D.   No Third Party Beneficiaries. This Agreement shall not confer any rights or remedies upon any person other than the parties and their respective successors and permitted assigns.

E.   Expenses. Except as otherwise provided herein or in any SOW, each party shall bear its own costs and expenses (including legal fees and expenses) incurred in connection with this Agreement and the transactions contemplated hereby.

F.   Waiver. No waiver by either party of any right or remedy hereunder shall be valid unless the same shall be in writing and signed by the party giving such waiver.

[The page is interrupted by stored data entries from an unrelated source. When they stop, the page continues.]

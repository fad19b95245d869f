use std::convert::Infallible;

use axum::{
    extract::{Path, State},
    http::StatusCode,
    response::{
        sse::{Event, KeepAlive, Sse},
        IntoResponse,
    },
    Extension, Json,
};
use futures::{Stream, StreamExt};
use uuid::Uuid;
use validator::Validate;

use crate::{
    dto::message_dto::{SendMessagePayload, UnreadCountResponse},
    error::Result,
    middleware::auth::CurrentUser,
    realtime::ChangeEvent,
    AppState,
};

/// Serialises feed events for an event-stream response.
pub(crate) fn to_sse(event: ChangeEvent) -> Event {
    let name = match &event {
        ChangeEvent::Messages(_) => "message",
        ChangeEvent::Notifications(_) => "notification",
    };
    Event::default()
        .event(name)
        .json_data(&event)
        .unwrap_or_else(|e| {
            tracing::error!(error = %e, "failed to encode change event");
            Event::default().event("error")
        })
}

#[axum::debug_handler]
pub async fn contacts(
    State(state): State<AppState>,
    Extension(user): Extension<CurrentUser>,
) -> impl IntoResponse {
    // the contact list degrades to empty rather than failing the page
    let contacts = state
        .message_service
        .contacts(user.id)
        .await
        .unwrap_or_else(|e| {
            tracing::error!(error = %e, user_id = %user.id, "failed to load contacts");
            Vec::new()
        });
    Json(contacts)
}

#[axum::debug_handler]
pub async fn conversation(
    State(state): State<AppState>,
    Extension(user): Extension<CurrentUser>,
    Path(contact_id): Path<Uuid>,
) -> Result<impl IntoResponse> {
    let messages = state
        .message_service
        .conversation(user.id, contact_id)
        .await?;
    Ok(Json(messages))
}

#[axum::debug_handler]
pub async fn send_message(
    State(state): State<AppState>,
    Extension(user): Extension<CurrentUser>,
    Json(payload): Json<SendMessagePayload>,
) -> Result<impl IntoResponse> {
    payload.validate()?;
    let message = state
        .message_service
        .send(user.id, payload.receiver_id, &payload.content)
        .await?;
    Ok((StatusCode::CREATED, Json(message)))
}

#[axum::debug_handler]
pub async fn unread_count(
    State(state): State<AppState>,
    Extension(user): Extension<CurrentUser>,
) -> Result<impl IntoResponse> {
    let unread = state.message_service.unread_count(user.id).await?;
    Ok(Json(UnreadCountResponse { unread }))
}

/// Live messages between the caller and `contact_id`. Closing the
/// connection drops the subscription.
pub async fn stream(
    State(state): State<AppState>,
    Extension(user): Extension<CurrentUser>,
    Path(contact_id): Path<Uuid>,
) -> Sse<impl Stream<Item = std::result::Result<Event, Infallible>>> {
    tracing::debug!(user_id = %user.id, %contact_id, "conversation stream opened");
    let events = state
        .message_service
        .subscribe(user.id, contact_id)
        .into_stream()
        .map(|event| Ok::<_, Infallible>(to_sse(event)));
    Sse::new(events).keep_alive(KeepAlive::default())
}
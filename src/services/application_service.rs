use std::sync::Arc;

use chrono::{DateTime, Utc};
use serde::Deserialize;
use uuid::Uuid;

use crate::error::{Error, Result};
use crate::middleware::auth::CurrentUser;
use crate::models::application::{
    Application, ApplicationDetail, ApplicationStatus, NewApplication, StatusChange,
};
use crate::models::calendar_event::{EventKind, NewCalendarEvent};
use crate::models::job::JobStatus;
use crate::models::notification::NotificationKind;
use crate::models::user::Role;
use crate::services::calendar_service::CalendarService;
use crate::services::notification_service::NotificationService;
use crate::store::{ApplicationStore, JobStore};
use crate::utils::time::eat;

#[derive(Debug, Clone, Default)]
pub struct ApplicantFilter {
    pub status: Option<ApplicationStatus>,
    pub job_id: Option<Uuid>,
    pub search: Option<String>,
}

#[derive(Debug, Clone, Copy, Default, PartialEq, Eq, Deserialize)]
#[serde(rename_all = "snake_case")]
pub enum ApplicantSort {
    #[default]
    Newest,
    Oldest,
    Name,
}

impl ApplicantFilter {
    pub fn matches(&self, detail: &ApplicationDetail) -> bool {
        if let Some(status) = self.status {
            if detail.application.status != status {
                return false;
            }
        }
        if let Some(job_id) = self.job_id {
            if detail.application.job_id != job_id {
                return false;
            }
        }
        let Some(term) = self
            .search
            .as_deref()
            .map(|t| t.trim().to_lowercase())
            .filter(|t| !t.is_empty())
        else {
            return true;
        };
        detail.applicant_name.to_lowercase().contains(&term)
            || detail.applicant_email.to_lowercase().contains(&term)
            || detail.job_title.to_lowercase().contains(&term)
            || detail
                .applicant_skills
                .iter()
                .any(|s| s.to_lowercase().contains(&term))
    }
}

pub fn filter_applicants(
    mut details: Vec<ApplicationDetail>,
    filter: &ApplicantFilter,
    sort: ApplicantSort,
) -> Vec<ApplicationDetail> {
    details.retain(|d| filter.matches(d));
    match sort {
        ApplicantSort::Newest => {
            details.sort_by(|a, b| b.application.applied_at.cmp(&a.application.applied_at))
        }
        ApplicantSort::Oldest => {
            details.sort_by(|a, b| a.application.applied_at.cmp(&b.application.applied_at))
        }
        ApplicantSort::Name => details.sort_by(|a, b| {
            a.applicant_name
                .to_lowercase()
                .cmp(&b.applicant_name.to_lowercase())
        }),
    }
    details
}

#[derive(Clone)]
pub struct ApplicationService {
    applications: Arc<dyn ApplicationStore>,
    jobs: Arc<dyn JobStore>,
    notifications: NotificationService,
    calendar: CalendarService,
}

impl ApplicationService {
    pub fn new(
        applications: Arc<dyn ApplicationStore>,
        jobs: Arc<dyn JobStore>,
        notifications: NotificationService,
        calendar: CalendarService,
    ) -> Self {
        Self {
            applications,
            jobs,
            notifications,
            calendar,
        }
    }

    pub async fn apply(
        &self,
        seeker: &CurrentUser,
        job_id: Uuid,
        cover_letter: Option<String>,
        resume_url: Option<String>,
    ) -> Result<Application> {
        seeker.require_role(Role::JobSeeker)?;
        let job = match self.jobs.get(job_id).await? {
            Some(job) if job.status == JobStatus::Active => job,
            Some(_) => return Err(Error::BadRequest("This job is no longer accepting applications".into())),
            None => return Err(Error::NotFound("Job not found".into())),
        };
        if self.applications.find(job_id, seeker.id).await?.is_some() {
            return Err(Error::Conflict("You have already applied for this job".into()));
        }

        let application = self
            .applications
            .insert(NewApplication {
                job_id,
                applicant_id: seeker.id,
                cover_letter: cover_letter.filter(|c| !c.trim().is_empty()),
                resume_url,
            })
            .await?;
        tracing::info!(application_id = %application.id, %job_id, applicant_id = %seeker.id, "application submitted");

        let who = seeker.name.clone().unwrap_or_else(|| "A candidate".to_string());
        self.notifications
            .notify_quietly(
                job.employer_id,
                NotificationKind::Application,
                "New application",
                format!("{} applied for {}", who, job.title),
            )
            .await;
        Ok(application)
    }

    pub async fn my_applications(
        &self,
        seeker: &CurrentUser,
        status: Option<ApplicationStatus>,
    ) -> Result<Vec<ApplicationDetail>> {
        let mut list = self.applications.list_for_applicant(seeker.id).await?;
        if let Some(status) = status {
            list.retain(|d| d.application.status == status);
        }
        Ok(list)
    }

    pub async fn applicants(
        &self,
        employer: &CurrentUser,
        filter: &ApplicantFilter,
        sort: ApplicantSort,
    ) -> Result<Vec<ApplicationDetail>> {
        employer.require_role(Role::Employer)?;
        let all = self.applications.list_for_employer(employer.id).await?;
        Ok(filter_applicants(all, filter, sort))
    }

    /// Loads an application visible to the caller: its applicant or the job's employer.
    pub async fn get(&self, user: &CurrentUser, id: Uuid) -> Result<ApplicationDetail> {
        let detail = self
            .applications
            .get(id)
            .await?
            .ok_or_else(|| Error::NotFound("Application not found".into()))?;
        if detail.application.applicant_id != user.id && detail.employer_id != user.id {
            return Err(Error::NotFound("Application not found".into()));
        }
        Ok(detail)
    }

    pub async fn update_status(
        &self,
        employer: &CurrentUser,
        id: Uuid,
        change: StatusChange,
    ) -> Result<Application> {
        employer.require_role(Role::Employer)?;
        let detail = self
            .applications
            .get(id)
            .await?
            .ok_or_else(|| Error::NotFound("Application not found".into()))?;
        if detail.employer_id != employer.id {
            return Err(Error::Forbidden("You do not own this job".into()));
        }

        let updated = self.applications.update_status(id, change.clone()).await?;
        tracing::info!(
            application_id = %id,
            from = %detail.application.status,
            to = %updated.status,
            "application status changed"
        );

        let before = &detail.application;
        let booked = match (updated.status, updated.interview_date) {
            (ApplicationStatus::Interview, Some(at)) => {
                let moved_in = before.status != ApplicationStatus::Interview;
                (moved_in || before.interview_date != Some(at)).then_some(at)
            }
            _ => None,
        };

        // independent writes; a failure here does not undo the status change
        let applicant_id = before.applicant_id;
        self.notifications
            .notify_quietly(
                applicant_id,
                NotificationKind::StatusChange,
                "Application update",
                status_message(&detail, &updated, booked),
            )
            .await;

        if let Some(at) = booked {
            let local = at.with_timezone(&eat());
            let event = NewCalendarEvent {
                user_id: applicant_id,
                title: format!("Interview: {} at {}", detail.job_title, detail.company),
                description: change.notes.clone(),
                event_date: local.date_naive(),
                start_time: Some(local.time()),
                location: None,
                kind: EventKind::Interview,
            };
            if let Err(e) = self.calendar.create(event).await {
                tracing::error!(error = %e, application_id = %id, "failed to add interview to calendar");
            }
        }
        Ok(updated)
    }
}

No waiver by either party with respect to any default, misrepresentation, or breach of warranty or covenant hereunder shall be deemed to extend to any prior or subsequent default, misrepresentation, or breach of warranty or covenant hereunder or affect in any way any rights arising by virtue of any prior or subsequent such occurrence.

G.   Mutually Negotiated. The parties agree that the terms and conditions of this Agreement (including any perceived ambiguity herein) shall not be construed in favor of or against any party by reason of the extent to which any party or its professional advisors participated in the preparation of the original or any further drafts of this Agreement.

H.   Non-Exclusivity. This Agreement shall not preclude or limit in any way (i) the right of Basho to provide services of any kind or nature whatsoever to any individual or entity as Basho in its sole discretion deems appropriate or (ii) Basho developing for itself or for others, materials that are competitive with those produced as a result of the Services or Deliverables, irrespective of their similarity.